Im Geiste Gottes zu leben, das gibt Kraft, die Wirklichkeit unserer Welt zu bestehen! Dieser Geist umgibt uns unsichtbar wie die Liebe oder die Luft zum Atmen.

Eine andere Gemeinschaft, die EU, ist leider auch in der aktuellen Krisensituation noch nicht so weit, mit einer Sprache zu reden. Einer Sprache, die jede und jeder versteht, etwa im Blick auf Menschenrechte, Frieden und Demokratie. Das zeigt sich gerade wieder in der Blockadehaltung Ungarns zu EU-Sanktionen. Oder im Veto der Türkei gegen den geplanten NATO-Beitritt Schwedens und Finnlands. Aber als gegenwärtig Verantwortliche können wir doch vor Kindern und Enkeln nur bestehen, wenn es eine Sprache der Hoffnung gibt. Wenn politische Zukunftsentwürfe für sie sichtbar werden.

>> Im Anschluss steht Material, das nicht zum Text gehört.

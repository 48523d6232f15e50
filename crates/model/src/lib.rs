pub mod config;
pub mod document;
pub mod error;
pub mod identifiers;
pub mod operation;

pub use config::{ClusterConfig, Exceptions, OperationConfig};
pub use error::ConfigError;
pub use identifiers::{CollectionId, CollectionIdentifier};
pub use operation::OperationKind;
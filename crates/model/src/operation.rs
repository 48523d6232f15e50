use serde::{Deserialize, Serialize};
use std::{fmt, str::FromStr};

/// Every bulk operation the engine can sweep over an offset range.
#[derive(Serialize, Deserialize, Debug, Clone, Copy, PartialEq, Eq, Hash)]
#[serde(rename_all = "snake_case")]
pub enum OperationKind {
    Insert,
    Upsert,
    Delete,
    Touch,
    Read,
    Validate,
    SubDocInsert,
    SubDocUpsert,
    SubDocDelete,
    SubDocRead,
}

impl OperationKind {
    pub const ALL: [OperationKind; 10] = [
        OperationKind::Insert,
        OperationKind::Upsert,
        OperationKind::Delete,
        OperationKind::Touch,
        OperationKind::Read,
        OperationKind::Validate,
        OperationKind::SubDocInsert,
        OperationKind::SubDocUpsert,
        OperationKind::SubDocDelete,
        OperationKind::SubDocRead,
    ];

    pub fn as_str(&self) -> &'static str {
        match self {
            OperationKind::Insert => "insert",
            OperationKind::Upsert => "upsert",
            OperationKind::Delete => "delete",
            OperationKind::Touch => "touch",
            OperationKind::Read => "read",
            OperationKind::Validate => "validate",
            OperationKind::SubDocInsert => "sub_doc_insert",
            OperationKind::SubDocUpsert => "sub_doc_upsert",
            OperationKind::SubDocDelete => "sub_doc_delete",
            OperationKind::SubDocRead => "sub_doc_read",
        }
    }

    /// Operations that change stored content.
    pub fn is_mutation(&self) -> bool {
        matches!(
            self,
            OperationKind::Insert
                | OperationKind::Upsert
                | OperationKind::Delete
                | OperationKind::SubDocInsert
                | OperationKind::SubDocUpsert
                | OperationKind::SubDocDelete
        )
    }

    /// Operations whose config sizes the full document body.
    pub fn writes_document(&self) -> bool {
        matches!(self, OperationKind::Insert | OperationKind::Upsert)
    }

    /// Operations whose config sizes the sub-document paths.
    pub fn writes_sub_document(&self) -> bool {
        matches!(
            self,
            OperationKind::SubDocInsert | OperationKind::SubDocUpsert
        )
    }

    /// Operations that bump the per-document mutation counter.
    pub fn counts_mutation(&self) -> bool {
        matches!(
            self,
            OperationKind::SubDocInsert | OperationKind::SubDocUpsert | OperationKind::SubDocDelete
        )
    }

    /// Operations that remove what validation would otherwise expect to find.
    pub fn is_delete(&self) -> bool {
        matches!(self, OperationKind::Delete | OperationKind::SubDocDelete)
    }

    /// Whether an "already exists" reply (document or path) means a prior
    /// attempt already landed.
    pub fn exists_means_applied(&self) -> bool {
        matches!(self, OperationKind::Insert | OperationKind::SubDocInsert)
    }

    /// Whether a "not found" reply (document or path) means a prior attempt
    /// already landed.
    pub fn not_found_means_applied(&self) -> bool {
        matches!(self, OperationKind::Delete | OperationKind::SubDocDelete)
    }
}

impl fmt::Display for OperationKind {
    fn fmt(&self, f: &mut fmt::Formatter<'_>) -> fmt::Result {
        f.write_str(self.as_str())
    }
}

impl FromStr for OperationKind {
    type Err = String;

    fn from_str(s: &str) -> Result<Self, Self::Err> {
        let needle = s.to_ascii_lowercase().replace(['-', ' '], "_");
        OperationKind::ALL
            .iter()
            .copied()
            .find(|op| op.as_str() == needle || op.as_str().replace('_', "") == needle)
            .ok_or_else(|| format!("unknown operation '{s}'"))
    }
}

#[cfg(test)]
mod tests {
    use super::*;

    #[test]
    fn parses_common_spellings() {
        assert_eq!("insert".parse(), Ok(OperationKind::Insert));
        assert_eq!("subDocUpsert".parse(), Ok(OperationKind::SubDocUpsert));
        assert_eq!("sub-doc-read".parse(), Ok(OperationKind::SubDocRead));
        assert!("bogus".parse::<OperationKind>().is_err());
    }

    #[test]
    fn classifies_writers() {
        assert!(OperationKind::Upsert.writes_document());
        assert!(!OperationKind::SubDocUpsert.writes_document());
        assert!(OperationKind::SubDocDelete.counts_mutation());
        assert!(!OperationKind::Read.is_mutation());
    }
}
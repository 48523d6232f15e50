use crate::{
    error::{EngineError, TaskError},
    task::{Job, TaskRunner},
};
use async_trait::async_trait;
use engine_core::{
    actor::{Actor, ActorContext, ActorRef, spawn_actor},
    error::ActorError,
    result::TaskResult,
};
use std::{fmt, sync::Arc};
use tokio::{
    sync::{Mutex, oneshot},
    task::{JoinHandle, JoinSet},
};
use tracing::{debug, error, info};

pub type JobOutcome = Result<TaskResult, TaskError>;

pub enum ManagerMsg {
    Submit {
        job: Job,
        done: oneshot::Sender<JobOutcome>,
    },
    /// Replies once every dispatched job has finished.
    Drain(oneshot::Sender<()>),
    Stop,
}

impl fmt::Debug for ManagerMsg {
    fn fmt(&self, f: &mut fmt::Formatter<'_>) -> fmt::Result {
        match self {
            ManagerMsg::Submit { job, .. } => f.debug_tuple("Submit").field(job).finish(),
            ManagerMsg::Drain(_) => f.write_str("Drain"),
            ManagerMsg::Stop => f.write_str("Stop"),
        }
    }
}

/// Dispatcher: pops submissions off the bounded mailbox and runs each job
/// on its own Tokio task.
struct Dispatcher {
    runner: Arc<TaskRunner>,
    running: JoinSet<()>,
}

impl Dispatcher {
    fn reap(&mut self) {
        while let Some(done) = self.running.try_join_next() {
            if let Err(e) = done {
                error!(error = %e, "task job panicked");
            }
        }
    }

    async fn drain(&mut self) {
        while let Some(done) = self.running.join_next().await {
            if let Err(e) = done {
                error!(error = %e, "task job panicked");
            }
        }
    }
}

#[async_trait]
impl Actor<ManagerMsg> for Dispatcher {
    async fn handle(&mut self, msg: ManagerMsg, ctx: &ActorContext) -> Result<(), ActorError> {
        match msg {
            ManagerMsg::Submit { job, done } => {
                self.reap();
                let result_seed = job.result_seed();
                debug!(?job, "dispatching task job");
                let runner = self.runner.clone();
                self.running.spawn(async move {
                    let outcome = runner.execute(job).await;
                    if done.send(outcome).is_err() {
                        debug!(result_seed, "nobody waiting on task outcome");
                    }
                });
            }
            ManagerMsg::Drain(reply) => {
                self.drain().await;
                let _ = reply.send(());
            }
            ManagerMsg::Stop => {
                info!("task manager stopping");
                self.runner.executor().cancel_token().cancel();
                self.drain().await;
                ctx.stop();
            }
        }
        Ok(())
    }

    async fn on_stop(&mut self, _ctx: &ActorContext) -> Result<(), ActorError> {
        self.drain().await;
        Ok(())
    }
}

/// Bounded submission queue in front of the task runner.
pub struct TaskManager {
    actor: ActorRef<ManagerMsg>,
    handle: Mutex<Option<JoinHandle<()>>>,
}

impl TaskManager {
    pub fn new(runner: Arc<TaskRunner>, queue_capacity: usize) -> Self {
        let dispatcher = Dispatcher {
            runner,
            running: JoinSet::new(),
        };
        let (actor, handle) = spawn_actor("task-manager", queue_capacity, dispatcher);
        Self {
            actor,
            handle: Mutex::new(Some(handle)),
        }
    }

    /// Queues `job` without waiting for room.
    pub fn submit(&self, job: Job) -> Result<oneshot::Receiver<JobOutcome>, EngineError> {
        let (done, outcome) = oneshot::channel();
        match self.actor.try_send(ManagerMsg::Submit { job, done }) {
            Ok(()) => Ok(outcome),
            Err(ActorError::MailboxFull) => Err(EngineError::QueueFull),
            Err(ActorError::MailboxClosed) => Err(EngineError::ShutDown),
        }
    }

    /// Waits until every job submitted so far has finished.
    pub async fn drain(&self) -> Result<(), EngineError> {
        let (reply, done) = oneshot::channel();
        self.actor
            .send(ManagerMsg::Drain(reply))
            .await
            .map_err(|_| EngineError::ShutDown)?;
        done.await.map_err(|_| EngineError::ShutDown)
    }

    /// Cancels running sweeps, waits for them and stops the dispatcher.
    /// Safe to call more than once.
    pub async fn shutdown(&self) {
        let Some(handle) = self.handle.lock().await.take() else {
            return;
        };
        if self.actor.send(ManagerMsg::Stop).await.is_err() {
            debug!("task manager mailbox already closed");
        }
        if let Err(e) = handle.await {
            error!(error = %e, "task manager panicked");
        }
    }

    pub fn is_running(&self) -> bool {
        !self.actor.is_closed()
    }
}
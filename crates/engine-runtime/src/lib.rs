pub mod error;
pub mod manager;
pub mod service;
pub mod settings;
pub mod task;

pub use service::{ClientProvider, SharedClientProvider, WorkloadService};
pub use settings::{EngineSettings, init_tracing};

Vielleicht fehlt der Hunger nach Freiheit, um diese Sprache zu finden. Vielleicht fehlt der Geist von Pfingsten. Dieser Geist ist Gottes Geschenk neuen Lebens, die Gegenwart unserer Zukunft, wie Petrus damals in seiner Predigt an Pfingsten sagte: „Eure Jungen werden Visionen schauen und eure Alten von Gott gesandte Träume haben!“

Da spricht Petrus zu Menschen aus allen Völkern. Er sprengt damit hat die nationalen Grenzen Israels. Das Christentum war also von Anfang an ein „global player“.

Sicher oft verhängnisvoll, aber in ihren besten, geisterfüllten Momenten haben Christen dem Bösen widersprochen, Widerstand geleistet. Sie sind gegen Krieg, Terror und Gewalt eingetreten. Für den Frieden.

„Veni creator spiritus!“, „Komm, Schöpfer Geist!“ heißt es morgen wieder in der Pfingstliturgie der Gottesdienste in den Kirchen.